There is a clear genetic contribution to the risk of cardiovascular diseases, and a composite genetic risk score (GRS) based on 27 single nucleotide polymorphisms (SNPs) was reported to predict risk of cardiovascular events in the general population. We aimed to evaluate this risk score in renal transplant recipients, a population with heightened cardiovascular risk, with a yet unknown genetic contribution. A total of 1640 participants from the ALERT trial (Assessment of Lescol in Renal Transplantation), a study comparing fluvastatin with placebo in stable renal transplant recipients, were genotyped for all SNPs making up the GRS. Risk alleles were weighted by the log of odds ratios reported in genome wide association studies and summed.

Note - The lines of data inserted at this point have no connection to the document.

use anyhow::Result;
use clap::{Args, Parser, Subcommand};
use std::path::PathBuf;
use udopf::{load_case, run_dc_opf, run_ud_opf, DenseLu, SolverOpts};

/// DC optimal power flow and unit decommitment.
#[derive(Parser)]
#[command(author, version, about, long_about = None)]
#[command(propagate_version = true)]
struct Cli {
    #[command(subcommand)]
    command: Commands,
}

#[derive(Subcommand)]
enum Commands {
    /// DC Optimal Power Flow
    #[clap(name = "opf")]
    Opf(OpfArgs),

    /// Unit Decommitment OPF
    #[clap(name = "ud")]
    UnitDecommitment(OpfArgs),
}

#[derive(Args)]
struct OpfArgs {
    /// The input case file (JSON)
    #[arg(required = true)]
    input: PathBuf,

    /// Enforce branch flow limits.
    #[arg(long, default_value_t = false)]
    pub flow_limits: bool,

    /// Maximum number of interior point iterations.
    #[arg(long)]
    pub max_it: Option<usize>,

    /// Log per-iteration convergence data.
    #[arg(long, default_value_t = false)]
    pub progress: bool,
}

fn main() {
    env_logger::Builder::from_default_env()
        .format_level(false)
        .format_target(false)
        .format_timestamp(None)
        .init();

    let cli = Cli::parse();

    match execute(&cli) {
        Ok(_) => {
            std::process::exit(0);
        }
        Err(err) => {
            eprintln!("error: {}", err);
            std::process::exit(2);
        }
    }
}

fn execute(cli: &Cli) -> Result<()> {
    let args = match &cli.command {
        Commands::Opf(args) => args,
        Commands::UnitDecommitment(args) => args,
    };

    let mut net = load_case(&args.input)?;

    let mut opts = SolverOpts {
        flow_limits: args.flow_limits,
        show_progress: args.progress,
        ..Default::default()
    };
    if let Some(max_it) = args.max_it {
        opts.max_iterations = max_it;
    }

    let solver = DenseLu::from_opts(&opts);

    let (success, f) = match &cli.command {
        Commands::Opf(_) => {
            let report = run_dc_opf(&mut net, &opts, &solver)?;
            (report.success, report.f)
        }
        Commands::UnitDecommitment(_) => {
            let report = run_ud_opf(&mut net, &opts, &solver)?;
            (report.success, report.f)
        }
    };
    if !success {
        return Err(anyhow::anyhow!("optimal power flow did not converge"));
    }

    println!("objective: {:.2} $/hr", f);
    for (k, g) in net.gen.iter().enumerate() {
        let status = if g.status { "on " } else { "off" };
        println!("gen {:3} [{}]  bus {:3}  {:9.2} MW", k, status, g.bus, g.pg);
    }
    for (j, br) in net.branch.iter().enumerate() {
        println!(
            "branch {:3}  {:3} -> {:3}  {:9.2} MW",
            j, br.from_bus, br.to_bus, br.pf
        );
    }

    Ok(())
}
impl Nlp for QuadraticCost<'_> {
    fn cost(&self, x: &[f64]) -> (f64, Vec<f64>) {
        let mut df = self.c.to_vec();
        let mut f = dot(self.c, x);
        if let Some(h) = self.h {
            let hx = spmv(h, x);
            f += 0.5 * dot(&hx, x);
            for (d, v) in df.iter_mut().zip(&hx) {
                *d += v;
            }
        }
        (f, df)
    }

    fn constraints(&self, x: &[f64]) -> NlConstraints {
        NlConstraints {
            g: Vec::new(),
            h: Vec::new(),
            dg: from_triplets(x.len(), 0, Vec::new()),
            dh: from_triplets(x.len(), 0, Vec::new()),
        }
    }

    fn hessian(&self, x: &[f64], _lam: &[f64], _mu: &[f64]) -> CsMat<f64> {
        match self.h {
            Some(h) => h.clone(),
            None => from_triplets(x.len(), x.len(), Vec::new()),
        }
    }
}

/// Solves a quadratic program with the interior point method.
///
/// The first `n_eq` rows of `A*x (<=|=) b` are treated as equalities,
/// the remainder as upper bounded inequalities.
#[allow(clippy::too_many_arguments)]
pub fn qps(
    h_mat: Option<&CsMat<f64>>,
    c: &[f64],
    a_mat: &CsMat<f64>,
    b: &[f64],
    n_eq: usize,
    xmin: Option<&[f64]>,
    xmax: Option<&[f64]>,
    x0: Option<&[f64]>,
    opts: &SolverOpts,
    lin_solver: &dyn LinearSolver,
) -> PdipmResult {
    let nx = c.len();

    let x0 = match x0 {
        Some(v) => v.to_vec(),
        None => {
            // bound-based starting point heuristic
            let mut x = vec![0.0; nx];
            for j in 0..nx {
                let lb = xmin.map(|v| v[j]).unwrap_or(f64::NEG_INFINITY);
                let ub = xmax.map(|v| v[j]).unwrap_or(f64::INFINITY);
                if ub < BIGNUM && lb > -BIGNUM {
                    x[j] = (lb + ub) / 2.0;
                } else if ub < BIGNUM {
                    x[j] = ub - 1.0;
                } else if lb > -BIGNUM {
                    x[j] = lb + 1.0;
                }
            }
            x
        }
    };

    let mut l = vec![f64::NEG_INFINITY; b.len()];
    l[..n_eq].copy_from_slice(&b[..n_eq]);

    let qp = QuadraticCost { h: h_mat, c };
    pdipm(
        &qp,
        &x0,
        xmin,
        xmax,
        Some(a_mat),
        &l,
        b,
        opts,
        lin_solver,
        1.0,
    )
}
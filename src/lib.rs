mod dc_opf;
mod error;
mod linsolve;
mod loadcase;
mod math;
mod network;
mod opt;
mod pdipm;
mod sparse;
mod susceptance;
mod ud_opf;

pub mod debug;

pub use dc_opf::*;
pub use error::*;
pub use linsolve::*;
pub use loadcase::*;
pub use network::*;
pub use opt::*;
pub use pdipm::*;
pub use susceptance::*;
pub use ud_opf::*;

#[cfg(test)]
mod tests;
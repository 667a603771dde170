//! Combined unit decommitment and optimal power flow for a single time
//! period, using an algorithm similar to dynamic programming. It
//! proceeds through a sequence of stages, where stage N has N
//! generators shut down, starting with N=0. In each stage it forms a
//! list of candidates (generators at their Pmin limits) and computes
//! the cost with each one of them shut down, selecting the least cost
//! configuration as the starting point for the next stage. It stops
//! when there are no more candidates or no more improvement can be
//! gained by shutting something down.

use crate::dc_opf::run_dc_opf;
use crate::error::Error;
use crate::linsolve::LinearSolver;
use crate::network::Network;
use crate::opt::SolverOpts;
use rand::seq::SliceRandom;
use rand::thread_rng;

use log::{debug, info};

/// Outcome of the decommitment procedure.
#[derive(Clone, Copy, Debug)]
pub struct UdOpfReport {
    pub success: bool,

    /// Total system cost of the best configuration ($/hr).
    pub f: f64,

    /// Number of decommitment stages used.
    pub stages: usize,
}

/// Solves the combined unit decommitment / optimal power flow problem.
///
/// Candidate trials within a stage are independent: each one restores
/// the stage's online snapshot, shuts down a single generator and
/// re-solves. Only the winning configuration is committed.
pub fn run_ud_opf(
    net: &mut Network,
    opts: &SolverOpts,
    lin_solver: &dyn LinearSolver,
) -> Result<UdOpfReport, Error> {
    let mut i_stage = 0;

    // Check for sum(pmin) > total load capacity, decommit as necessary
    // before attempting any OPF.
    let load_capacity = net.fixed_load() + net.dispatchable_load_capacity();
    loop {
        let online: Vec<usize> = net
            .online_gens()
            .into_iter()
            .filter(|&k| !net.gen[k].is_load())
            .collect();
        let pmin_total: f64 = online.iter().map(|&k| net.gen[k].pmin).sum();
        if pmin_total <= load_capacity {
            break;
        }

        i_stage += 1;
        debug!("Entered decommitment stage {}.", i_stage);

        // Shut down the unit with the highest average cost at Pmin.
        // Units with pmin <= 0 cannot reduce the excess.
        let avg_pmin_cost: Vec<f64> = online
            .iter()
            .map(|&k| {
                let g = &net.gen[k];
                if g.pmin > 0.0 {
                    g.total_cost(g.pmin) / g.pmin
                } else {
                    f64::NEG_INFINITY
                }
            })
            .collect();
        let Some((idx, value)) = fair_max(&avg_pmin_cost) else {
            break;
        };
        if value == f64::NEG_INFINITY {
            break;
        }

        info!(
            "Shutting down generator {} to satisfy all pmin limits.",
            online[idx]
        );
        net.gen[online[idx]].status = false;
    }

    // Solve a normal OPF and save the solution as the current best.
    let baseline = run_dc_opf(net, opts, lin_solver)?;
    if !baseline.success {
        info!("Non-convergent baseline OPF.");
        return Ok(UdOpfReport {
            success: false,
            f: baseline.f,
            stages: i_stage,
        });
    }

    let mut overall_online = net.online_status();
    let mut overall_cost = baseline.f;

    // Shut down at most one generator per stage.
    loop {
        // Candidates have a binding lower output bound. Multipliers are
        // often very small so round to four decimal places.
        let candidates: Vec<usize> = net
            .online_gens()
            .into_iter()
            .filter(|&k| {
                let g = &net.gen[k];
                (g.mu_pmin * 1e4).round() / 1e4 > 0.0 && g.pmin > 0.0
            })
            .collect();
        if candidates.is_empty() {
            break;
        }

        i_stage += 1;
        debug!("Entered decommitment stage {}.", i_stage);

        let stage_online = net.online_status();
        let stage_cost = overall_cost;

        for &candidate in &candidates {
            // Each trial starts from the stage best with only this
            // candidate shut down.
            net.set_online_status(&stage_online);
            net.gen[candidate].status = false;

            info!("Attempting OPF with generator {} shut down.", candidate);
            let trial = run_dc_opf(net, opts, lin_solver)?;

            if trial.success && trial.f < overall_cost {
                overall_online = net.online_status();
                overall_cost = trial.f;
            }
        }

        if overall_cost >= stage_cost {
            // Decommits at this stage did not help.
            break;
        }

        // Commit the winning configuration and refresh its result
        // fields so the next stage's candidates come from the winner,
        // not from whichever trial ran last.
        net.set_online_status(&overall_online);
        let refreshed = run_dc_opf(net, opts, lin_solver)?;
        if !refreshed.success {
            break;
        }
    }

    // Use the best overall configuration as the final solution.
    net.set_online_status(&overall_online);
    let fin = run_dc_opf(net, opts, lin_solver)?;

    info!(
        "Unit decommitment OPF used {} decommitment stage{}.",
        i_stage,
        if i_stage == 1 { "" } else { "s" }
    );

    Ok(UdOpfReport {
        success: fin.success,
        f: fin.f,
        stages: i_stage,
    })
}

/// Returns the index and value of the maximum element of `x`. Where the
/// maximum occurs at more than one position the index is chosen
/// uniformly at random among them.
pub fn fair_max(x: &[f64]) -> Option<(usize, f64)> {
    let value = x.iter().cloned().fold(f64::NEG_INFINITY, f64::max);
    let maxima: Vec<usize> = x
        .iter()
        .enumerate()
        .filter(|(_, &v)| v == value)
        .map(|(i, _)| i)
        .collect();
    let idx = *maxima.choose(&mut thread_rng())?;
    Some((idx, value))
}

#[cfg(test)]
mod tests {
    use super::*;
    use crate::linsolve::DenseLu;
    use crate::tests::{branch, bus, gen, ref_bus};
    use std::collections::HashSet;

    #[test]
    fn test_fair_max_uniform_ties() {
        let x = [1.0, 3.0, 2.0, 3.0, 3.0];
        let mut seen = HashSet::new();
        for _ in 0..200 {
            let (idx, value) = fair_max(&x).unwrap();
            assert_eq!(value, 3.0);
            assert!([1, 3, 4].contains(&idx));
            seen.insert(idx);
        }
        // all tied maxima observed over many trials
        assert_eq!(seen.len(), 3);
    }

    #[test]
    fn test_fair_max_empty() {
        assert!(fair_max(&[]).is_none());
    }

    #[test]
    fn test_decommits_expensive_unit() {
        // the expensive unit is pinned at pmin and shutting it down is
        // cheaper overall
        let buses = vec![ref_bus(0), bus(1, 100.0)];
        let cheap = gen(0, 0.0, 200.0, 0.0, 10.0);
        let costly = gen(1, 20.0, 100.0, 0.0, 50.0);
        let branches = vec![branch(0, 1, 0.1)];
        let mut net =
            crate::network::Network::new(100.0, buses, vec![cheap, costly], branches).unwrap();

        let opts = SolverOpts::default();
        let report = run_ud_opf(&mut net, &opts, &DenseLu::default()).unwrap();

        assert!(report.success);
        assert!(!net.gen[1].status);
        assert!((net.gen[0].pg - 100.0).abs() < 0.01);
        // all-online cost: 80*10 + 20*50 = 1800; decommitted: 1000
        assert!((report.f - 1000.0).abs() < 0.1, "f = {}", report.f);
        assert!(report.stages >= 1);
    }

    #[test]
    fn test_keeps_needed_unit() {
        // both units are required to cover demand, none decommitted
        let buses = vec![ref_bus(0), bus(1, 150.0)];
        let gens = vec![
            gen(0, 0.0, 100.0, 0.0, 10.0),
            gen(1, 0.0, 100.0, 0.0, 50.0),
        ];
        let mut net =
            crate::network::Network::new(100.0, buses, gens, vec![branch(0, 1, 0.1)]).unwrap();

        let report = run_ud_opf(&mut net, &SolverOpts::default(), &DenseLu::default()).unwrap();
        assert!(report.success);
        assert!(net.gen[0].status && net.gen[1].status);
        let dispatch: f64 = net.gen.iter().map(|g| g.pg).sum();
        assert!((dispatch - 150.0).abs() < 1e-2);
    }

    #[test]
    fn test_prepass_shuts_down_excess_pmin() {
        // total pmin of 160 MW exceeds the 50 MW load, the pre-pass
        // must shut the expensive unit down before any solve
        let buses = vec![ref_bus(0), bus(1, 50.0)];
        let mut cheap = gen(0, 0.0, 100.0, 0.0, 10.0);
        cheap.pmin = 40.0;
        let mut costly = gen(1, 0.0, 150.0, 0.0, 80.0);
        costly.pmin = 120.0;
        let branches = vec![branch(0, 1, 0.1)];
        let mut net =
            crate::network::Network::new(100.0, buses, vec![cheap, costly], branches).unwrap();

        let report = run_ud_opf(&mut net, &SolverOpts::default(), &DenseLu::default()).unwrap();
        assert!(report.success);
        assert!(net.gen[0].status);
        assert!(!net.gen[1].status);
        assert!((net.gen[0].pg - 50.0).abs() < 0.01);
        assert!(report.stages >= 1);
    }

    #[test]
    fn test_cost_non_increasing() {
        let buses = vec![ref_bus(0), bus(1, 100.0)];
        let cheap = gen(0, 0.0, 200.0, 0.0, 10.0);
        let costly = gen(1, 20.0, 100.0, 0.0, 50.0);
        let branches = vec![branch(0, 1, 0.1)];
        let mut net =
            crate::network::Network::new(100.0, buses, vec![cheap, costly], branches).unwrap();

        let all_online = run_dc_opf(&mut net, &SolverOpts::default(), &DenseLu::default())
            .unwrap()
            .f;

        let report = run_ud_opf(&mut net, &SolverOpts::default(), &DenseLu::default()).unwrap();
        assert!(report.success);
        assert!(report.f <= all_online + 1e-6);
    }
}
//! Error types for the pdf-testgen library.
//!
//! Each pipeline stage has its own error type so that a capability can be
//! swapped or faked without dragging the whole taxonomy along:
//!
//! * [`ExtractError`]: the upload could not be read as text.
//! * [`GenerationError`]: the language model produced nothing usable.
//! * [`RenderError`]: the generated text could not be laid out as a PDF.
//! * [`PinningError`]: the pinning service refused or never answered.
//!
//! All of them convert into [`TestgenError`], the single fatal error returned
//! by [`crate::orchestrator::Orchestrator::run`] and mapped to an HTTP status
//! by [`crate::server`].

use thiserror::Error;

/// All fatal errors returned by the pdf-testgen library.
#[derive(Debug, Error)]
pub enum TestgenError {
    // ── Upload errors ─────────────────────────────────────────────────────
    /// The multipart request carried no `file` part.
    #[error("No file uploaded")]
    NoFile,

    /// A `file` part was present but its filename was empty.
    #[error("No file selected")]
    EmptyFilename,

    /// The multipart body itself could not be read.
    #[error("Failed to read upload: {detail}")]
    MalformedUpload { detail: String, too_large: bool },

    // ── Extraction errors ────────────────────────────────────────────────
    /// The upload is not a PDF or its structure is corrupt.
    #[error("Uploaded file is not a readable PDF: {detail}")]
    DocumentParse { detail: String },

    /// The PDF parsed, but none of its pages contained any text.
    #[error("Failed to extract content from the uploaded PDF")]
    ExtractionEmpty { pages: usize },

    // ── Backend errors ────────────────────────────────────────────────────
    #[error("Error generating tests: {0}")]
    Generation(#[from] GenerationError),

    #[error("Error rendering generated tests: {0}")]
    Render(#[source] RenderError),

    #[error("Error uploading to Pinata: {0}")]
    PinningService(#[from] PinningError),

    // ── Config errors ─────────────────────────────────────────────────────
    /// Builder validation failed.
    #[error("Invalid configuration: {0}")]
    InvalidConfig(String),

    // ── Catch-all ─────────────────────────────────────────────────────────
    /// Unexpected internal error.
    #[error("Internal error: {0}")]
    Internal(String),
}

impl TestgenError {
    /// Whether the failure was caused by what the client sent rather than by
    /// a backend service.
    pub fn is_client_error(&self) -> bool {
        matches!(
            self,
            TestgenError::NoFile
                | TestgenError::EmptyFilename
                | TestgenError::MalformedUpload { .. }
                | TestgenError::DocumentParse { .. }
                | TestgenError::ExtractionEmpty { .. }
        )
    }
}

/// Text extraction failures.
#[derive(Debug, Clone, Error, PartialEq, Eq)]
pub enum ExtractError {
    /// Missing `%PDF` header, corrupt xref, unreadable object tree.
    #[error("{detail}")]
    Parse { detail: String },

    /// Every page was blank or undecodable.
    #[error("no text found on any of {pages} pages")]
    Empty { pages: usize },

    /// The blocking extraction task panicked or was cancelled.
    #[error("extraction task failed: {0}")]
    Internal(String),
}

impl From<tokio::task::JoinError> for ExtractError {
    fn from(e: tokio::task::JoinError) -> Self {
        ExtractError::Internal(e.to_string())
    }
}

impl From<ExtractError> for TestgenError {
    fn from(e: ExtractError) -> Self {
        match e {
            ExtractError::Parse { detail } => TestgenError::DocumentParse { detail },
            ExtractError::Empty { pages } => TestgenError::ExtractionEmpty { pages },
            e @ ExtractError::Internal(_) => TestgenError::Internal(e.to_string()),
        }
    }
}

/// Generation failures. Never rendered or published.
#[derive(Debug, Clone, Error, PartialEq, Eq)]
pub enum GenerationError {
    /// The provider could not be created at startup (missing API key etc.).
    #[error("LLM provider '{provider}' is not configured: {hint}")]
    NotConfigured { provider: String, hint: String },

    /// The provider did not answer within the configured timeout.
    #[error("LLM call timed out after {secs}s")]
    Timeout { secs: u64 },

    /// Transport, authentication, quota or rejection error from the provider.
    #[error("LLM API error: {message}")]
    Provider { message: String },

    /// The provider answered but returned no text.
    #[error("LLM returned an empty completion")]
    EmptyResponse,
}

/// Rendering failures.
#[derive(Debug, Clone, Error, PartialEq, Eq)]
pub enum RenderError {
    /// The character has no glyph in the WinAnsi-encoded standard font.
    #[error("character {ch:?} (U+{code:04X}) on line {line} cannot be encoded in WinAnsi")]
    UnsupportedCharacter { ch: char, code: u32, line: usize },

    /// lopdf failed to encode the content stream or serialise the document.
    #[error("failed to write PDF: {0}")]
    Write(String),

    /// The blocking render task panicked or was cancelled.
    #[error("render task failed: {0}")]
    Internal(String),
}

impl From<tokio::task::JoinError> for RenderError {
    fn from(e: tokio::task::JoinError) -> Self {
        RenderError::Internal(e.to_string())
    }
}

impl From<RenderError> for TestgenError {
    fn from(e: RenderError) -> Self {
        match e {
            e @ RenderError::Internal(_) => TestgenError::Internal(e.to_string()),
            e => TestgenError::Render(e),
        }
    }
}

/// Pinning service failures.
#[derive(Debug, Clone, Error, PartialEq, Eq)]
pub enum PinningError {
    /// Neither a key pair nor a JWT was configured.
    #[error("Pinata credentials are not configured (set PINATA_API_KEY and PINATA_SECRET_API_KEY, or PINATA_JWT)")]
    MissingCredentials,

    /// No response within the configured timeout.
    #[error("request to Pinata timed out after {secs}s")]
    Timeout { secs: u64 },

    /// Connection, TLS or body-streaming failure.
    #[error("could not reach Pinata: {0}")]
    Transport(String),

    /// Non-2xx status; `body` is the raw response for diagnostics.
    #[error("Pinata returned HTTP {status}: {body}")]
    Rejected { status: u16, body: String },

    /// 2xx status, but the body did not carry the expected fields.
    #[error("unexpected Pinata response: {0}")]
    InvalidResponse(String),
}

#[cfg(test)]
mod tests {
    use super::*;

    #[test]
    fn upload_messages_match_wire_contract() {
        assert_eq!(TestgenError::NoFile.to_string(), "No file uploaded");
        assert_eq!(TestgenError::EmptyFilename.to_string(), "No file selected");
        assert_eq!(
            TestgenError::ExtractionEmpty { pages: 2 }.to_string(),
            "Failed to extract content from the uploaded PDF"
        );
    }

    #[test]
    fn extract_error_converts_to_matching_variant() {
        let e: TestgenError = ExtractError::Empty { pages: 3 }.into();
        assert!(matches!(e, TestgenError::ExtractionEmpty { pages: 3 }));

        let e: TestgenError = ExtractError::Parse {
            detail: "bad xref".into(),
        }
        .into();
        assert!(e.to_string().contains("bad xref"));
    }

    #[test]
    fn rejected_pin_keeps_raw_body() {
        let e: TestgenError = PinningError::Rejected {
            status: 401,
            body: r#"{"error":"Invalid API key"}"#.into(),
        }
        .into();
        let msg = e.to_string();
        assert!(msg.contains("401"), "got: {msg}");
        assert!(msg.contains("Invalid API key"), "got: {msg}");
    }

    #[test]
    fn unsupported_character_display() {
        let e = RenderError::UnsupportedCharacter {
            ch: '≤',
            code: '≤' as u32,
            line: 4,
        };
        let msg = e.to_string();
        assert!(msg.contains("U+2264"), "got: {msg}");
        assert!(msg.contains("line 4"), "got: {msg}");
    }

    #[tokio::test]
    async fn failed_blocking_task_is_internal_not_client_error() {
        let join_err = tokio::task::spawn_blocking(|| panic!("lopdf blew up"))
            .await
            .unwrap_err();
        let e: TestgenError = ExtractError::from(join_err).into();
        assert!(matches!(e, TestgenError::Internal(_)), "got {e:?}");
        assert!(!e.is_client_error());

        let join_err = tokio::task::spawn_blocking(|| panic!("writer blew up"))
            .await
            .unwrap_err();
        let e: TestgenError = RenderError::from(join_err).into();
        assert!(matches!(e, TestgenError::Internal(_)), "got {e:?}");
    }

    #[test]
    fn render_write_error_stays_a_render_error() {
        let e: TestgenError = RenderError::Write("xref".into()).into();
        assert!(matches!(e, TestgenError::Render(RenderError::Write(_))));
    }

    #[test]
    fn client_errors_are_upload_and_extraction_only() {
        assert!(TestgenError::NoFile.is_client_error());
        assert!(TestgenError::DocumentParse { detail: "x".into() }.is_client_error());
        assert!(!TestgenError::Generation(GenerationError::EmptyResponse).is_client_error());
        assert!(!TestgenError::PinningService(PinningError::MissingCredentials).is_client_error());
        assert!(!TestgenError::Internal("boom".into()).is_client_error());
    }
}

Associations between GRS and time from study inclusion to first major cardiovascular event (MACE) were analyzed by Cox regression. In analyses adjusted for cardiovascular risk factors, GRS was significantly associated with MACE (hazard ratio [HR] 1.81, P = .006) when comparing genetic high-risk patients (quartile 4) with genetic low-risk participants (quartile 1). A 27-SNP GRS, which predicted cardiovascular events in the nontransplant population, appears to have predictive value also in kidney allograft recipients. Refining the score to better fit the transplant population seems feasible.
Keywords: biomarker; clinical research/practice; coronary artery disease; epidemiology; genetics; kidney transplantation/nephrology; risk assessment/risk stratification; translational research/science.
© 2018 The American Society of Transplantation and the American Society of Transplant Surgeons.